English comedian (born 1962)

Christopher J. Morris (born 15 June 1962) is an English comedian, satirist, radio presenter, actor and filmmaker. Known for his deadpan, dark humour, surrealism and controversial subject matter, he has been praised by the British Film Institute for his "uncompromising, moralistic drive".

In the early 1990s, Morris and Armando Iannucci created On the Hour, a satire of news programmes broadcast on BBC Radio 4. A television spinoff, The Day Today, launched the career of Steve Coogan and was hailed as one of the most important satirical shows of the 1990s. Morris developed the satirical news format with Brass Eye, which lampooned celebrities whilst focusing on themes such as crime and drugs. The Brass Eye episode "Paedogeddon", which satirised the moral panic surrounding paedophilia, became one of the most complained-about television programmes in British history.

Morris's postmodern sketch comedy and ambient music radio show Blue Jam gained a cult following. It was adapted into the TV series Jam, hailed as "the most radical and original television programme broadcast in years", and Morris won the BAFTA Award for Best Short Film after expanding a Blue Jam sketch into My Wrongs #8245–8249 & 117 starring Paddy Considine. Nathan Barley, a sitcom written with Charlie Brooker that satirised hipsters, had low ratings but success with its DVD release. Morris joined the cast of sitcom The IT Crowd.

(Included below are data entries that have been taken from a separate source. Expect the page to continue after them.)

impl PollPolicy {
    pub fn new(interval: Duration, backoff: Duration) -> Self {
        Self { interval, backoff }
    }

    /// Step in effect before the first poll
    pub fn start(&self) -> PollStep {
        PollStep {
            action: PollAction::Continue,
            sleep: self.interval,
        }
    }

    /// Next step from the outcome of a poll and the step that preceded it
    pub fn next(&self, outcome: PollOutcome, previous: PollStep) -> PollStep {
        match (outcome, previous.action) {
            (PollOutcome::Failure, _) => PollStep {
                action: PollAction::Backoff,
                sleep: self.backoff,
            },
            (PollOutcome::Success, PollAction::Backoff) => PollStep {
                action: PollAction::Resume,
                sleep: self.interval,
            },
            (PollOutcome::Success, _) => PollStep {
                action: PollAction::Continue,
                sleep: self.interval,
            },
        }
    }
}

impl Default for PollPolicy {
    fn default() -> Self {
        let config = OrchestratorConfig::default();
        Self::new(config.poll_interval, config.backoff)
    }
}

/// Polling side: open interest and funding snapshots
pub struct SnapshotPoller {
    source: Arc<dyn MarketDataSource>,
    sink: Arc<dyn AlertSink>,
    policy: PollPolicy,
    oi_detector: OpenInterestDropDetector,
    funding_detector: FundingRateFlipDetector,
}

impl SnapshotPoller {
    pub fn new(
        source: Arc<dyn MarketDataSource>,
        sink: Arc<dyn AlertSink>,
        policy: PollPolicy,
    ) -> Self {
        Self {
            source,
            sink,
            policy,
            oi_detector: OpenInterestDropDetector::new(),
            funding_detector: FundingRateFlipDetector::new(),
        }
    }

    /// Fetch both snapshots, feed the detectors and emit any signals
    pub async fn poll_once(&mut self) -> Result<Vec<Signal>> {
        self.poll_at(Utc::now()).await
    }

    /// Same as [`poll_once`](Self::poll_once) with an explicit sample timestamp.
    ///
    /// Each signal reaches the sink as soon as its detector fires, so a failed
    /// funding fetch never swallows an open-interest signal from the same poll.
    pub async fn poll_at(&mut self, now: DateTime<Utc>) -> Result<Vec<Signal>> {
        let mut signals = Vec::new();

        let oi = self.source.fetch_open_interest().await?;
        debug!(
            "[{}] open interest {:.2} ({} samples)",
            self.source.venue(),
            oi,
            self.oi_detector.window().len() + 1
        );
        if let Some(signal) = self.oi_detector.update(Sample::new(oi, now)) {
            self.sink.emit(&signal).await;
            signals.push(signal);
        }

        let rate = self.source.fetch_funding_rate().await?;
        debug!(
            "[{}] funding rate {:.4}% ({} samples)",
            self.source.venue(),
            rate * 100.0,
            self.funding_detector.window().len() + 1
        );
        if let Some(signal) = self.funding_detector.update(Sample::new(rate, now)) {
            self.sink.emit(&signal).await;
            signals.push(signal);
        }

        Ok(signals)
    }

    /// Poll forever. Failures are logged and backed off, never fatal.
    pub async fn run(mut self) {
        info!(
            "Polling {} every {:?} (backoff {:?})",
            self.source.venue(),
            self.policy.interval,
            self.policy.backoff
        );

        let mut step = self.policy.start();
        loop {
            let outcome = match self.poll_once().await {
                Ok(_) => PollOutcome::Success,
                Err(e) if e.is_transient() => {
                    warn!("Snapshot poll failed: {}", e);
                    PollOutcome::Failure
                }
                Err(e) => {
                    error!("Snapshot poll failed (non-transient): {}", e);
                    PollOutcome::Failure
                }
            };

            step = self.policy.next(outcome, step);
            match step.action {
                PollAction::Backoff => warn!("Backing off for {:?}", step.sleep),
                PollAction::Resume => info!("Snapshot polling recovered"),
                PollAction::Continue => {}
            }
            tokio::time::sleep(step.sleep).await;
        }
    }
}
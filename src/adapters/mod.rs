pub mod binance_futures;
pub mod binance_kline_ws;

pub use binance_futures::{BinanceFuturesClient, BINANCE_FAPI_URL};
pub use binance_kline_ws::{parse_closed_bar, BinanceKlineWebSocket, BINANCE_FSTREAM_URL};
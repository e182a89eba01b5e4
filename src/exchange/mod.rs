pub mod traits;

pub use traits::{MarketDataSource, PriceBarStream, Venue};

#[cfg(test)]
pub use traits::MockMarketDataSource;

In 2010, Morris directed his first feature-length film, Four Lions, which satirises Islamic terrorism. Reception was largely positive, earning Morris the BAFTA Award for Outstanding Debut. He directed four episodes of Iannucci's political comedy Veep and appeared in The Double and Stewart Lee's Comedy Vehicle, also serving as script-editor for the latter. His second feature-length film, The Day Shall Come, was released in 2019.

==Early life==
Christopher J. Morris was born on 15 June 1962 in Buckden, Cambridgeshire, the son of Rosemary Parrington and Paul Michael Morris. His father was a GP. Morris has a large red birthmark almost completely covering the left side of his face and neck, which he disguises with makeup when acting. He grew up in a Victorian farmhouse in Buckden, which he described as "very dull". He has two younger brothers, including the theatre director Tom Morris. From an early age, Morris was a prankster and had a passion for radio. From the age of 10, he was educated at the independent Jesuit boarding school Stonyhurst College in Stonyhurst, Lancashire. He studied zoology at the University of Bristol, where he gained a 2:1-honours degree.

==Career==
===Radio===
After graduating, Morris pursued a career as a musician in various bands, for which he played the bass guitar. He went to work for Radio West, a radio station in Bristol. He then took up a news traineeship with BBC Radio Cambridgeshire, where he took advantage of access to editing and recording equipment to create elaborate spoofs and parodies. He also spent time in early 1987 hosting a 2–4 o'clock afternoon show and, later, the Saturday morning show I.T..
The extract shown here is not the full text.